3-Body Dynamics in a (1+1) Dimensional Relativistic Self-Gravitating System

TL;DR

This study explores the complex dynamics of a three-particle relativistic self-gravitating system in one dimension, revealing diverse phase space behaviors including chaos, and compares relativistic effects to non-relativistic models.

Contribution

It derives a Hamiltonian for the three-particle system, analyzes its dynamics across mass ratios, and identifies new chaotic regions absent in equal-mass cases.

Findings

Identification of three distinct phase space regions: annulus, pretzel, and chaos.

Relativistic corrections modify the size and structure of phase space regions.
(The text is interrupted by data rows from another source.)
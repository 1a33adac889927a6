use super::PaymentStore;
use crate::error::StoreError;
use crate::models::{Order, OrderStatus, PaymentType};
use async_trait::async_trait;
use chrono::{DateTime, NaiveDate, Utc};
use parking_lot::Mutex;
use serde_json::Value;
use std::collections::{HashMap, HashSet};

/// A status write as it would land in `pedidos` / `pedidos_pagamentos`.
#[derive(Debug, Clone, PartialEq)]
pub struct StatusUpdate {
    pub order_id: i64,
    pub status: OrderStatus,
    pub gateway_response: Value,
    pub processed_at: DateTime<Utc>,
}

#[derive(Default)]
struct State {
    orders: Vec<Order>,
    statuses: HashMap<i64, OrderStatus>,
    birthdates: HashMap<i64, NaiveDate>,
    updates: Vec<StatusUpdate>,
    fail_fetch: bool,
    fail_birthdate: HashSet<i64>,
    fail_update: HashSet<i64>,
}

/// Store kept entirely in memory. Every seeded order starts awaiting payment.
#[derive(Default)]
pub struct InMemoryStore {
    state: Mutex<State>,
}

impl InMemoryStore {
    pub fn new() -> Self {
        Self::default()
    }

    pub fn with_orders(orders: Vec<Order>) -> Self {
        let store = Self::new();
        for order in orders {
            store.insert_order(order);
        }
        store
    }

    pub fn insert_order(&self, order: Order) {
        let mut state = self.state.lock();
        state.statuses.insert(order.id, OrderStatus::AwaitingPayment);
        state.orders.push(order);
    }

    pub fn set_birthdate(&self, customer_id: i64, birthdate: NaiveDate) {
        self.state.lock().birthdates.insert(customer_id, birthdate);
    }

    /// Makes the next pending-orders fetch fail as if the database were down.
    pub fn fail_fetch(&self) {
        self.state.lock().fail_fetch = true;
    }

    pub fn fail_birthdate_lookup(&self, customer_id: i64) {
        self.state.lock().fail_birthdate.insert(customer_id);
    }

    pub fn fail_update_for(&self, order_id: i64) {
        self.state.lock().fail_update.insert(order_id);
    }

    pub fn status_of(&self, order_id: i64) -> Option<OrderStatus> {
        self.state.lock().statuses.get(&order_id).copied()
    }

    pub fn updates(&self) -> Vec<StatusUpdate> {
        self.state.lock().updates.clone()
    }
}

#[async_trait]
impl PaymentStore for InMemoryStore {
    async fn fetch_pending_orders(&self) -> Result<Vec<Order>, StoreError> {
        let state = self.state.lock();
        if state.fail_fetch {
            return Err(StoreError::Connection("in-memory store offline".to_string()));
        }

        let mut pending: Vec<Order> = state
            .orders
            .iter()
            .filter(|order| {
                PaymentType::from_method_id(order.payment_method_id) == PaymentType::CreditCard
                    && state.statuses.get(&order.id) == Some(&OrderStatus::AwaitingPayment)
            })
            .cloned()
            .collect();
        pending.sort_by_key(|order| order.id);
        Ok(pending)
    }

    async fn fetch_customer_birthdate(&self, customer_id: i64) -> Result<Option<NaiveDate>, StoreError> {
        let state = self.state.lock();
        if state.fail_birthdate.contains(&customer_id) {
            return Err(StoreError::Statement(format!(
                "birthdate lookup failed for customer {}",
                customer_id
            )));
        }
        Ok(state.birthdates.get(&customer_id).copied())
    }

    async fn update_order_status(
        &self,
        order_id: i64,
        status: OrderStatus,
        gateway_response: &Value,
    ) -> Result<(), StoreError> {
        let mut state = self.state.lock();
        if state.fail_update.contains(&order_id) {
            return Err(StoreError::Statement(format!("update rejected for order {}", order_id)));
        }

        state.statuses.insert(order_id, status);
        state.updates.push(StatusUpdate {
            order_id,
            status,
            gateway_response: gateway_response.clone(),
            processed_at: Utc::now(),
        });
        Ok(())
    }
}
Unequal masses introduce additional chaotic behaviors not seen in equal-mass systems.

Abstract

The results of our study of the motion of a three particle, self-gravitating system in general relativistic lineal gravity is presented for an arbitrary ratio of the particle masses. We derive a canonical expression for the Hamiltonian of the system and discuss the numerical solution of the resulting equations of motion. This solution is compared to the corresponding non-relativistic and post-Newtonian approximation solutions so that the dynamics of the fully relativistic system can be interpretted as a correction to the one-dimensional Newtonian self-gravitating system. We find that the structure of the phase space of each of these systems yields a large variety of interesting dynamics that can be divided into three distinct regions: annulus, pretzel, and chaotic; the first two being regions of quasi-periodicity while the latter is a region of chaos. By changing the relative masses of the three particles we find that the relative sizes of these three phase space regions changes and that this deformation can be interpreted physically in terms of the gravitational interactions of the particles. Furthermore, we find that many of the interesting characteristics found in the case where all of the particles share the same mass also appears in our more general study. We find that there are additional regions of chaos in the unequal mass system which are not present in the equal mass case. We compare these results to those found in similar systems.